M. Latham. Virginia Woolf’s Afterlives. The Author as Character in Contemporary Fiction and Drama

Publié le par Noelle Vonsiebenthal

Virginia Woolf’s Afterlives
The Author as Character in Contemporary Fiction and Drama

Monica Latham

 

ISBN 9780367550707

Routledge

262 Pages

£120.00

 

PRESENTATION

This book explores Virginia Woolf’s afterlives in contemporary biographical novels and drama. It offers an extensive analysis of a wide array of literary productions in which Virginia Woolf appears as a fictional character or a dramatis persona. It examines how Woolf’s physical and psychological features, as well as the values she stood for, are magnified, reinforced or distorted to serve the authors’ specific agendas. Beyond general theoretical issues about this flourishing genre, this study raises specific questions about the literary and cultural relevance of Woolf’s fictional representations. These contemporary narratives inform us about Woolf’s iconicity, but they also mirror our current literary, cultural and political concerns. Based on a close examination of twenty-five works published between 1972 and 2019, the book surveys various portraits of Woolf as a feminist, pacifist, troubled genius, gifted innovative writer, treacherous, competitive sister and tragic, suicidal character, or, on the contrary, as a caricatural comic spirit, inspirational figure and perspicacious amateur sleuth. By resurrecting Virginia Woolf in contemporary biofiction, whether to enhance or debunk stereotypes about the historical figure, the authors studied here contribute to her continuous reinvention.

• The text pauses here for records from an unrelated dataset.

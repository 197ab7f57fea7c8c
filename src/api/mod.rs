mod admin;
mod auth;
mod error;
mod jobs;

use axum::Router;
use std::sync::Arc;

use crate::db::Database;
use crate::jwt::JwtConfig;
use crate::rate_limit::RateLimitConfig;

pub use auth::ACCESS_TOKEN_FIELD;
pub use error::ApiError;

/// Create the API router.
pub fn create_api_router(
    db: Database,
    jwt: Arc<JwtConfig>,
    secure_cookies: bool,
    rate_limit: RateLimitConfig,
) -> Router {
    let auth_state = auth::AuthState {
        db: db.clone(),
        jwt: jwt.clone(),
        secure_cookies,
        trust_proxy: rate_limit.trust_proxy,
    };

    let admin_state = admin::AdminState { db: db.clone() };

    let jobs_state = jobs::JobsState { db };

    Router::new()
        .nest("/auth", auth::router(auth_state, rate_limit))
        .nest("/admin", admin::router(admin_state, jwt.clone()))
        .nest("/jobs", jobs::router(jobs_state, jwt))
}
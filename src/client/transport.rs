//! Request/response types and the HTTP transport seam.

use async_trait::async_trait;
use reqwest::header::{AUTHORIZATION, HeaderMap, HeaderValue};
use reqwest::{Method, StatusCode};
use serde_json::Value;
use thiserror::Error;
use url::Url;

/// Path of the refresh endpoint, relative to the API base URL.
pub const REFRESH_PATH: &str = "/api/auth/refresh";

/// An outgoing API request, independent of the HTTP library.
#[derive(Debug, Clone)]
pub struct ApiRequest {
    pub method: Method,
    /// Path relative to the base URL, e.g. `/api/jobs`.
    pub path: String,
    pub headers: HeaderMap,
    pub body: Option<Value>,
    retried: bool,
    is_refresh: bool,
}

impl ApiRequest {
    pub fn new(method: Method, path: impl Into<String>) -> Self {
        Self {
            method,
            path: path.into(),
            headers: HeaderMap::new(),
            body: None,
            retried: false,
            is_refresh: false,
        }
    }

    pub fn get(path: impl Into<String>) -> Self {
        Self::new(Method::GET, path)
    }

    pub fn post(path: impl Into<String>, body: Value) -> Self {
        Self::new(Method::POST, path).with_body(body)
    }

    pub fn patch(path: impl Into<String>, body: Value) -> Self {
        Self::new(Method::PATCH, path).with_body(body)
    }

    pub fn delete(path: impl Into<String>) -> Self {
        Self::new(Method::DELETE, path)
    }

    /// The refresh call. Its 401 never re-enters the refresh flow.
    pub fn refresh() -> Self {
        Self {
            is_refresh: true,
            ..Self::new(Method::POST, REFRESH_PATH)
        }
    }

    pub fn with_body(mut self, body: Value) -> Self {
        self.body = Some(body);
        self
    }

    /// Already replayed once after a refresh.
    pub fn is_retried(&self) -> bool {
        self.retried
    }

    pub fn is_refresh(&self) -> bool {
        self.is_refresh
    }

    /// Copy for replay after a refresh, carrying the new token.
    pub(crate) fn replay_with(&self, token: &str) -> Self {
        let mut replay = self.clone();
        replay.retried = true;
        replay.set_bearer(Some(token));
        replay
    }

    /// Set or remove `Authorization: Bearer <token>`.
    pub(crate) fn set_bearer(&mut self, token: Option<&str>) {
        match token.and_then(|t| HeaderValue::from_str(&format!("Bearer {t}")).ok()) {
            Some(value) => {
                self.headers.insert(AUTHORIZATION, value);
            }
            None => {
                self.headers.remove(AUTHORIZATION);
            }
        }
    }

    pub fn bearer_token(&self) -> Option<&str> {
        self.headers
            .get(AUTHORIZATION)
            .and_then(|v| v.to_str().ok())
            .and_then(|v| v.strip_prefix("Bearer "))
    }
}

/// A response with its body decoded as JSON (`Value::Null` when empty).
#[derive(Debug, Clone)]
pub struct ApiResponse {
    pub status: StatusCode,
    pub body: Value,
}

impl ApiResponse {
    pub fn new(status: StatusCode, body: Value) -> Self {
        Self { status, body }
    }

    /// The server's `{"message": ...}` text, or the raw body.
    pub fn message(&self) -> String {
        match self.body.get("message").and_then(Value::as_str) {
            Some(message) => message.to_string(),
            None if self.body.is_null() => String::new(),
            None => self.body.to_string(),
        }
    }
}

/// The request never produced a response.
#[derive(Debug, Clone, Error)]
#[error("{0}")]
pub struct TransportError(pub String);

/// Sends requests. Implementations must not interpret status codes.
#[async_trait]
pub trait Transport: Send + Sync {
    async fn send(&self, request: &ApiRequest) -> Result<ApiResponse, TransportError>;
}

/// `reqwest`-backed transport. Keeps a cookie jar so the refresh cookie set
/// by login is sent back to the refresh endpoint.
#[derive(Debug, Clone)]
pub struct ReqwestTransport {
    client: reqwest::Client,
    base: Url,
}

impl ReqwestTransport {
    pub fn new(base: Url) -> Result<Self, reqwest::Error> {
        let client = reqwest::Client::builder().cookie_store(true).build()?;
        Ok(Self { client, base })
    }

    pub fn base(&self) -> &Url {
        &self.base
    }
}

#[async_trait]
impl Transport for ReqwestTransport {
    async fn send(&self, request: &ApiRequest) -> Result<ApiResponse, TransportError> {
        let url = self
            .base
            .join(&request.path)
            .map_err(|e| TransportError(format!("invalid path {:?}: {e}", request.path)))?;

        let mut builder = self
            .client
            .request(request.method.clone(), url)
            .headers(request.headers.clone());
        if let Some(body) = &request.body {
            builder = builder.json(body);
        }

        let response = builder
            .send()
            .await
            .map_err(|e| TransportError(e.to_string()))?;
        let status = response.status();
        let bytes = response
            .bytes()
            .await
            .map_err(|e| TransportError(e.to_string()))?;

        // Non-JSON bodies (proxies, plain-text errors) are kept as a string.
        let body = if bytes.is_empty() {
            Value::Null
        } else {
            serde_json::from_slice(&bytes)
                .unwrap_or_else(|_| Value::String(String::from_utf8_lossy(&bytes).into_owned()))
        };

        Ok(ApiResponse { status, body })
    }
}
//! Session endpoints.
//!
//! - POST `/login` - Exchange email and password for an access token and a refresh cookie
//! - POST `/refresh` - Exchange the refresh cookie for a new access token
//! - POST `/logout` - Revoke the refresh token and clear the cookie
//! - GET `/me` - Identity behind the current access token

use axum::{
    Json, Router,
    extract::{FromRequestParts, State},
    http::{HeaderMap, StatusCode, header::SET_COOKIE, request::Parts},
    middleware,
    response::IntoResponse,
    routing::{get, post},
};
use serde::{Deserialize, Serialize};
use std::convert::Infallible;
use std::sync::Arc;
use tracing::{error, info, warn};

use super::error::{ApiError, ResultExt};
use crate::auth::{
    Identity, REFRESH_COOKIE_NAME, clear_refresh_cookie, extract_client_ip, get_cookie,
    refresh_cookie, require_auth,
};
use crate::db::{Database, User, UserRole};
use crate::jwt::JwtConfig;
use crate::password::verify_password;
use crate::rate_limit::{RateLimitConfig, rate_limit_login};

/// JSON field carrying the access token in login and refresh responses.
pub const ACCESS_TOKEN_FIELD: &str = "accessToken";

#[derive(Clone)]
pub struct AuthState {
    pub db: Database,
    pub jwt: Arc<JwtConfig>,
    pub secure_cookies: bool,
    pub trust_proxy: bool,
}

pub fn router(state: AuthState, rate_limit: RateLimitConfig) -> Router {
    let jwt = state.jwt.clone();
    Router::new()
        .route(
            "/login",
            post(login).route_layer(middleware::from_fn_with_state(
                rate_limit,
                rate_limit_login,
            )),
        )
        .route("/refresh", post(refresh))
        .route("/logout", post(logout))
        .route(
            "/me",
            get(me).route_layer(middleware::from_fn_with_state(jwt, require_auth)),
        )
        .with_state(state)
}

/// Client address as seen through the configured proxy policy.
struct ClientIp(Option<String>);

impl FromRequestParts<AuthState> for ClientIp {
    type Rejection = Infallible;

    async fn from_request_parts(
        parts: &mut Parts,
        state: &AuthState,
    ) -> Result<Self, Self::Rejection> {
        Ok(ClientIp(extract_client_ip(parts, state.trust_proxy)))
    }
}

#[derive(Deserialize)]
struct LoginRequest {
    email: String,
    password: String,
}

#[derive(Serialize)]
struct UserInfo {
    uuid: String,
    email: String,
    name: String,
    role: UserRole,
}

impl From<&User> for UserInfo {
    fn from(user: &User) -> Self {
        Self {
            uuid: user.uuid.clone(),
            email: user.email.clone(),
            name: user.name.clone(),
            role: user.role,
        }
    }
}

#[derive(Serialize)]
#[serde(rename_all = "camelCase")]
struct LoginResponse {
    access_token: String,
    user: UserInfo,
}

#[derive(Serialize)]
#[serde(rename_all = "camelCase")]
struct RefreshResponse {
    access_token: String,
}

const INVALID_CREDENTIALS: &str = "Invalid email or password";

async fn login(
    State(state): State<AuthState>,
    ClientIp(ip): ClientIp,
    Json(body): Json<LoginRequest>,
) -> Result<impl IntoResponse, ApiError> {
    let user = state
        .db
        .users()
        .get_by_email(body.email.trim())
        .await
        .db_err("Failed to look up user")?
        .filter(|u| u.active)
        .ok_or_else(|| ApiError::unauthorized(INVALID_CREDENTIALS))?;

    let password = body.password;
    let hash = user.password_hash.clone();
    let matches = tokio::task::spawn_blocking(move || verify_password(&password, &hash))
        .await
        .map_err(|e| {
            error!("Password verification task failed: {}", e);
            ApiError::internal("Login failed")
        })?
        .map_err(|e| {
            error!(user = %user.uuid, "Stored password hash is unusable: {}", e);
            ApiError::internal("Login failed")
        })?;

    if !matches {
        info!(user = %user.uuid, "Rejected login with wrong password");
        return Err(ApiError::unauthorized(INVALID_CREDENTIALS));
    }

    let refresh_result = state.jwt.generate_refresh_token(&user.uuid).map_err(|e| {
        error!("Failed to generate refresh token: {}", e);
        ApiError::internal("Failed to generate token")
    })?;

    state
        .db
        .tokens()
        .create(
            &refresh_result.jti,
            user.id,
            ip.as_deref(),
            refresh_result.issued_at,
            refresh_result.expires_at,
        )
        .await
        .db_err("Failed to store refresh token")?;

    let access_result = state
        .jwt
        .generate_access_token(&user.uuid, &user.email, user.role)
        .map_err(|e| {
            error!("Failed to generate access token: {}", e);
            ApiError::internal("Failed to generate token")
        })?;

    info!(user = %user.uuid, role = %user.role, "User logged in");

    let cookie = refresh_cookie(
        &refresh_result.token,
        refresh_result.duration,
        state.secure_cookies,
    );

    Ok((
        StatusCode::OK,
        [(SET_COOKIE, cookie)],
        Json(LoginResponse {
            access_token: access_result.token,
            user: UserInfo::from(&user),
        }),
    ))
}

/// Issue a new access token for a valid, unrevoked refresh cookie.
async fn refresh(
    State(state): State<AuthState>,
    ClientIp(ip): ClientIp,
    headers: HeaderMap,
) -> Result<impl IntoResponse, ApiError> {
    let refresh_token = get_cookie(&headers, REFRESH_COOKIE_NAME)
        .ok_or_else(|| ApiError::unauthorized("Unauthorized: no refresh token"))?;

    let claims = state
        .jwt
        .validate_refresh_token(refresh_token)
        .map_err(|_| ApiError::unauthorized("Unauthorized: invalid refresh token"))?;

    let record = state
        .db
        .tokens()
        .get_by_jti(&claims.jti)
        .await
        .db_err("Failed to check token")?
        .ok_or_else(|| ApiError::unauthorized("Unauthorized: refresh token revoked"))?;

    let user = state
        .db
        .users()
        .get_by_uuid(&claims.sub)
        .await
        .db_err("Failed to get user")?
        .filter(|u| u.active && u.id == record.user_id)
        .ok_or_else(|| ApiError::unauthorized("Unauthorized: account unavailable"))?;

    if let Some(ref ip) = ip {
        if record.last_ip.as_ref() != Some(ip) {
            if let Err(e) = state.db.tokens().update_ip(&claims.jti, ip).await {
                warn!("Failed to update token IP: {}", e);
            }
        }
    }

    let access_result = state
        .jwt
        .generate_access_token(&user.uuid, &user.email, user.role)
        .map_err(|e| {
            error!("Failed to generate access token: {}", e);
            ApiError::internal("Failed to generate token")
        })?;

    Ok(Json(RefreshResponse {
        access_token: access_result.token,
    }))
}

/// Logout - revoke the refresh token (if any) and clear the cookie.
async fn logout(State(state): State<AuthState>, headers: HeaderMap) -> impl IntoResponse {
    if let Some(refresh_token) = get_cookie(&headers, REFRESH_COOKIE_NAME) {
        if let Ok(claims) = state.jwt.validate_refresh_token(refresh_token) {
            match state.db.tokens().delete_by_jti(&claims.jti).await {
                Ok(_) => info!(user = %claims.sub, "User logged out"),
                Err(e) => warn!("Failed to revoke refresh token: {}", e),
            }
        }
    }

    (
        StatusCode::OK,
        [(SET_COOKIE, clear_refresh_cookie(state.secure_cookies))],
        Json(serde_json::json!({ "success": true })),
    )
}

async fn me(identity: Identity) -> Json<Identity> {
    Json(identity)
}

Their diverse fictional portraits constitute a way to reinforce Woolf’s literary status, re-evaluate her work, rejuvenate critical interpretations and augment her cultural capital in the twenty-first century

Table of Contents:

Introduction: ‘I Have Been Dead and Yet Am Now Alive Again’: Catching the Phantom

Biography, fiction and biofiction: from ‘bastard’ to ‘hybrid’

Visions and designs

Postmodernist truthful (mis)representations

From truthful fictions to travesties of truth

Goals and perspectives

Chapter I: Bioplay(giarism)s

The ‘little cut-and-paste job’

‘The play’s the thing’

Virginia’s feminist companions

The last song of the nightingale

Virginia and Vita: a year in love

Chapter II: Detecting Woolf

In the shadow of WWI: Virginia as a feminist sleuth

Who killed Virginia Woolf? The Cambridge Five!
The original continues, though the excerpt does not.